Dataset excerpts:
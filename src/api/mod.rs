pub mod dependency;
pub mod explorer;
pub mod repos;
pub mod search;

use axum::extract::rejection::JsonRejection;
use axum::http::StatusCode;
use axum::response::{IntoResponse, Response};
use axum::routing::{get, post};
use axum::{Json, Router};
use serde::Serialize;

use crate::state::AppState;

/// JSON error body: `{ "error": .., "message": .. }`.
#[derive(Debug, Clone, Serialize)]
pub struct ErrorBody {
    pub error: String,
    #[serde(skip_serializing_if = "Option::is_none")]
    pub message: Option<String>,
}

/// Handler error, rendered as a status code plus [`ErrorBody`].
#[derive(Debug)]
pub struct ApiError {
    pub status: StatusCode,
    pub body: ErrorBody,
}

impl ApiError {
    pub fn new(status: StatusCode, error: impl Into<String>, message: Option<String>) -> Self {
        Self {
            status,
            body: ErrorBody {
                error: error.into(),
                message,
            },
        }
    }

    pub fn bad_request(error: impl Into<String>) -> Self {
        Self::new(StatusCode::BAD_REQUEST, error, None)
    }

    /// 500 carrying the full error chain as `message`.
    pub fn internal(error: impl Into<String>, cause: &anyhow::Error) -> Self {
        let error = error.into();
        tracing::error!("{error}: {cause:#}");
        Self::new(
            StatusCode::INTERNAL_SERVER_ERROR,
            error,
            Some(format!("{cause:#}")),
        )
    }
}

impl IntoResponse for ApiError {
    fn into_response(self) -> Response {
        (self.status, Json(self.body)).into_response()
    }
}

impl From<JsonRejection> for ApiError {
    fn from(rejection: JsonRejection) -> Self {
        Self::new(
            StatusCode::BAD_REQUEST,
            "Invalid request body",
            Some(rejection.body_text()),
        )
    }
}

pub type ApiResult<T> = Result<Json<T>, ApiError>;

/// Required string field: absent or blank is a 400 with `error`.
pub(crate) fn required<'a>(value: &'a Option<String>, error: &str) -> Result<&'a str, ApiError> {
    value
        .as_deref()
        .map(str::trim)
        .filter(|v| !v.is_empty())
        .ok_or_else(|| ApiError::bad_request(error))
}

pub async fn method_not_allowed() -> ApiError {
    ApiError::new(StatusCode::METHOD_NOT_ALLOWED, "Method not allowed", None)
}

/// All `/api` routes. Any other method on a known path answers 405.
pub fn router(state: AppState) -> Router {
    Router::new()
        .route(
            "/api/process-repo",
            post(repos::process_repo).fallback(method_not_allowed),
        )
        .route(
            "/api/delete-repo",
            post(repos::delete_repo).fallback(method_not_allowed),
        )
        .route(
            "/api/repo-stats",
            post(repos::repo_stats).fallback(method_not_allowed),
        )
        .route(
            "/api/search",
            post(search::search).fallback(method_not_allowed),
        )
        .route(
            "/api/api-explorer",
            post(explorer::api_explorer).fallback(method_not_allowed),
        )
        .route(
            "/api/dependency-map",
            post(dependency::dependency_map).fallback(method_not_allowed),
        )
        .route(
            "/api/health",
            get(repos::health).fallback(method_not_allowed),
        )
        .with_state(state)
}
//! File-level dependency graph built from import statements.
//!
//! Edges come from relative `import`/`require` specifiers, route strings
//! passed to `router.push`/`href`, and JSX component tags. Only edges whose
//! target is one of the analysed files are kept; package imports are ignored.

use futures_util::future::join_all;
use regex::Regex;
use serde::Serialize;
use std::collections::HashSet;
use std::sync::LazyLock;

use crate::chunking::{extension_of, Language};
use crate::explorer::resolve_relative;
use crate::source::{FileSource, RemoteFile};

/// Files downloaded and analysed per request.
pub const MAX_ANALYZED_FILES: usize = 50;

/// Above this many nodes, unconnected files are dropped unless important.
const CONNECTED_ONLY_THRESHOLD: usize = 30;
const MAX_ISOLATED_NODES: usize = 10;
const MAX_WEIGHT: u32 = 10;

const RESOLVE_EXTENSIONS: &[&str] = &["", ".js", ".jsx", ".ts", ".tsx", ".json"];
const INDEX_EXTENSIONS: &[&str] = &[".js", ".jsx", ".ts", ".tsx"];

static STATIC_IMPORT: LazyLock<Regex> = LazyLock::new(|| {
    Regex::new(r#"\bimport\s+(?:[\w*{}\s,]+?\s+from\s+)?['"`]([^'"`]+)['"`]"#)
        .expect("valid import regex")
});
static REQUIRE_CALL: LazyLock<Regex> = LazyLock::new(|| {
    Regex::new(r#"\brequire\s*\(\s*['"`]([^'"`]+)['"`]\s*\)"#).expect("valid require regex")
});
static DYNAMIC_IMPORT: LazyLock<Regex> = LazyLock::new(|| {
    Regex::new(r#"\bimport\s*\(\s*['"`]([^'"`]+)['"`]\s*\)"#).expect("valid dynamic import regex")
});
static ROUTE_LITERAL: LazyLock<Regex> =
    LazyLock::new(|| Regex::new(r#"['"`](/[^'"`\s]*)['"`]"#).expect("valid route regex"));
static COMPONENT_TAG: LazyLock<Regex> =
    LazyLock::new(|| Regex::new(r"<([A-Z][A-Za-z0-9]*)").expect("valid component regex"));
static IMPORT_KEYWORD: LazyLock<Regex> =
    LazyLock::new(|| Regex::new(r"import\s+").expect("valid import keyword regex"));
static EXPORT_KEYWORD: LazyLock<Regex> =
    LazyLock::new(|| Regex::new(r"export\s+").expect("valid export keyword regex"));
static FUNCTION_DECL: LazyLock<Regex> = LazyLock::new(|| {
    Regex::new(r"function\s+\w+|const\s+\w+\s*=\s*\(").expect("valid function regex")
});
static CLASS_DECL: LazyLock<Regex> =
    LazyLock::new(|| Regex::new(r"class\s+\w+").expect("valid class regex"));

/// Role of a file, from where it lives in the tree.
#[derive(Debug, Clone, Copy, PartialEq, Eq, Serialize)]
#[serde(rename_all = "lowercase")]
pub enum FileKind {
    Api,
    Page,
    Component,
    Utility,
    Style,
    Config,
    Test,
    Documentation,
    File,
}

impl FileKind {
    pub fn classify(path: &str) -> Self {
        if path.starts_with("pages/api/") {
            FileKind::Api
        } else if path.starts_with("pages/") {
            FileKind::Page
        } else if path.starts_with("components/") {
            FileKind::Component
        } else if path.starts_with("lib/") {
            FileKind::Utility
        } else if path.starts_with("styles/") {
            FileKind::Style
        } else if path.contains("config") {
            FileKind::Config
        } else if path.contains("test") || path.contains("spec") {
            FileKind::Test
        } else if path.ends_with(".md") {
            FileKind::Documentation
        } else {
            FileKind::File
        }
    }
}

/// How one file refers to another.
#[derive(Debug, Clone, Copy, PartialEq, Eq, Serialize)]
#[serde(rename_all = "lowercase")]
pub enum DependencyKind {
    Import,
    Require,
    Dynamic,
    Route,
    Component,
}

#[derive(Debug, Clone, PartialEq, Serialize)]
pub struct DependencyNode {
    pub id: String,
    #[serde(rename = "type")]
    pub kind: FileKind,
    /// 1..=10
    pub weight: u32,
    /// Characters; 0 when the file could not be downloaded
    pub size: usize,
    pub language: Language,
}

#[derive(Debug, Clone, PartialEq, Serialize)]
pub struct DependencyLink {
    pub source: String,
    pub target: String,
    #[serde(rename = "type")]
    pub kind: DependencyKind,
}

#[derive(Debug, Clone, Default, PartialEq, Serialize)]
#[serde(rename_all = "camelCase")]
pub struct GraphStats {
    pub total_files: usize,
    pub analyzed_files: usize,
    pub connected_files: usize,
    pub dependencies: usize,
}

#[derive(Debug, Clone, PartialEq, Serialize)]
pub struct DependencyGraph {
    pub nodes: Vec<DependencyNode>,
    pub links: Vec<DependencyLink>,
    pub metadata: GraphStats,
}

/// Download the first [`MAX_ANALYZED_FILES`] files in windows of
/// `fetch_concurrency` and build their graph.
pub async fn map_dependencies(
    source: &dyn FileSource,
    files: &[RemoteFile],
    fetch_concurrency: usize,
) -> DependencyGraph {
    let analyzed = &files[..files.len().min(MAX_ANALYZED_FILES)];
    tracing::info!(
        "Analyzing {} of {} files for dependencies",
        analyzed.len(),
        files.len()
    );

    let mut contents = Vec::with_capacity(analyzed.len());
    for window in analyzed.chunks(fetch_concurrency.max(1)) {
        let fetched = join_all(window.iter().map(|file| source.fetch(file))).await;
        contents.extend(
            window
                .iter()
                .zip(fetched)
                .map(|(file, content)| (file.path.clone(), content)),
        );
    }

    build_graph(files.len(), &contents)
}

/// Graph over already-downloaded files; `None` marks a file that could not
/// be read and becomes a placeholder node.
pub fn build_graph(total_files: usize, files: &[(String, Option<String>)]) -> DependencyGraph {
    let nodes: Vec<DependencyNode> = files
        .iter()
        .map(|(path, content)| DependencyNode {
            id: path.clone(),
            kind: FileKind::classify(path),
            weight: content.as_deref().map_or(1, |c| file_weight(path, c)),
            size: content.as_deref().map_or(0, |c| c.chars().count()),
            language: Language::from_extension(&extension_of(path)),
        })
        .collect();

    let known: HashSet<&str> = files
        .iter()
        .filter(|(_, content)| content.is_some())
        .map(|(path, _)| path.as_str())
        .collect();

    let mut links: Vec<DependencyLink> = Vec::new();
    for (path, content) in files {
        let Some(content) = content else { continue };
        for (target, kind) in extract_dependencies(path, content, &known) {
            if target == *path {
                continue;
            }
            links.push(DependencyLink {
                source: path.clone(),
                target,
                kind,
            });
        }
    }
    tracing::debug!("Created {} nodes and {} links", nodes.len(), links.len());

    let nodes = if nodes.len() > CONNECTED_ONLY_THRESHOLD {
        keep_connected(nodes, &links)
    } else {
        nodes
    };

    DependencyGraph {
        metadata: GraphStats {
            total_files,
            analyzed_files: files.len(),
            connected_files: nodes.len(),
            dependencies: links.len(),
        },
        nodes,
        links,
    }
}

/// Connected nodes, followed by up to ten unconnected ones that look central.
fn keep_connected(nodes: Vec<DependencyNode>, links: &[DependencyLink]) -> Vec<DependencyNode> {
    let connected: HashSet<&str> = links
        .iter()
        .flat_map(|l| [l.source.as_str(), l.target.as_str()])
        .collect();

    let (mut kept, isolated): (Vec<_>, Vec<_>) = nodes
        .into_iter()
        .partition(|n| connected.contains(n.id.as_str()));

    kept.extend(
        isolated
            .into_iter()
            .filter(|n| {
                matches!(n.kind, FileKind::Page | FileKind::Api)
                    || n.weight > 5
                    || ["index", "main", "app"].iter().any(|s| n.id.contains(s))
            })
            .take(MAX_ISOLATED_NODES),
    );
    kept
}

/// Resolved in-repository targets of one file, first occurrence wins.
fn extract_dependencies(
    path: &str,
    content: &str,
    known: &HashSet<&str>,
) -> Vec<(String, DependencyKind)> {
    let dir = path.rsplit_once('/').map(|(d, _)| d).unwrap_or("");
    let mut found: Vec<(String, DependencyKind)> = Vec::new();
    let mut add = |target: Option<String>, kind: DependencyKind| {
        if let Some(target) = target {
            if !found.iter().any(|(t, _)| *t == target) {
                found.push((target, kind));
            }
        }
    };

    let specifiers = [
        (&*STATIC_IMPORT, DependencyKind::Import),
        (&*REQUIRE_CALL, DependencyKind::Require),
        (&*DYNAMIC_IMPORT, DependencyKind::Dynamic),
    ];
    for (pattern, kind) in specifiers {
        for caps in pattern.captures_iter(content) {
            add(resolve_module(&caps[1], dir, known), kind);
        }
    }

    if content.contains("router.push") || content.contains("href=") {
        for caps in ROUTE_LITERAL.captures_iter(content) {
            add(resolve_route(&caps[1], known), DependencyKind::Route);
        }
    }

    let ext = extension_of(path);
    if ext == "jsx" || ext == "tsx" || content.contains("React") {
        for caps in COMPONENT_TAG.captures_iter(content) {
            let component = &caps[1];
            let mut matches: Vec<&str> = known
                .iter()
                .copied()
                .filter(|p| file_stem(p) == component)
                .collect();
            matches.sort_unstable();
            for target in matches {
                add(Some(target.to_string()), DependencyKind::Component);
            }
        }
    }

    found
}

/// A relative (`./`, `../`) or root-relative (`/`) specifier resolved to a
/// known file, trying script extensions and then `index` files.
fn resolve_module(specifier: &str, dir: &str, known: &HashSet<&str>) -> Option<String> {
    let base = if specifier.starts_with("./") || specifier.starts_with("../") {
        resolve_relative(dir, specifier)
    } else if let Some(rooted) = specifier.strip_prefix('/') {
        rooted.to_string()
    } else {
        return None;
    };
    resolve_base(&base, known)
}

fn resolve_base(base: &str, known: &HashSet<&str>) -> Option<String> {
    RESOLVE_EXTENSIONS
        .iter()
        .map(|ext| format!("{base}{ext}"))
        .chain(INDEX_EXTENSIONS.iter().map(|ext| format!("{base}/index{ext}")))
        .find(|candidate| known.contains(candidate.as_str()))
}

/// Next.js-style route to its page or API handler file.
fn resolve_route(route: &str, known: &HashSet<&str>) -> Option<String> {
    if route.starts_with("//") {
        return None;
    }
    let page = route.trim_end_matches('/');
    if page.is_empty() {
        resolve_base("pages/index", known)
    } else {
        resolve_base(&format!("pages{page}"), known)
    }
}

fn file_stem(path: &str) -> &str {
    let name = path.rsplit('/').next().unwrap_or(path);
    name.split('.').next().unwrap_or(name)
}

/// Importance score from location, length, import/export volume and
/// declaration count, capped at 10.
fn file_weight(path: &str, content: &str) -> u32 {
    let mut weight = 1;

    if path.contains("index") {
        weight += 3;
    }
    if path.contains("main") {
        weight += 3;
    }
    if path.contains("app") {
        weight += 2;
    }
    if path.starts_with("pages/") {
        weight += 2;
    }
    if path.starts_with("pages/api/") {
        weight += 1;
    }
    if path.starts_with("components/") {
        weight += 1;
    }

    let lines = content.split('\n').count();
    weight += match lines {
        n if n > 500 => 3,
        n if n > 200 => 2,
        n if n > 100 => 1,
        _ => 0,
    };

    let imports_exports =
        IMPORT_KEYWORD.find_iter(content).count() + EXPORT_KEYWORD.find_iter(content).count();
    weight += (imports_exports / 3).min(3) as u32;

    let declarations =
        FUNCTION_DECL.find_iter(content).count() + CLASS_DECL.find_iter(content).count();
    weight += (declarations / 2).min(2) as u32;

    weight.min(MAX_WEIGHT)
}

__WHAT THE TASK ASKS__.
The answer must consist of every line from the entries above that contains "StatusCode".

__SOLUTION BELOW__.
use axum::http::StatusCode;
    pub status: StatusCode,
    pub fn new(status: StatusCode, error: impl Into<String>, message: Option<String>) -> Self {
        Self::new(StatusCode::BAD_REQUEST, error, None)
            StatusCode::INTERNAL_SERVER_ERROR,
            StatusCode::BAD_REQUEST,
    ApiError::new(StatusCode::METHOD_NOT_ALLOWED, "Method not allowed", None)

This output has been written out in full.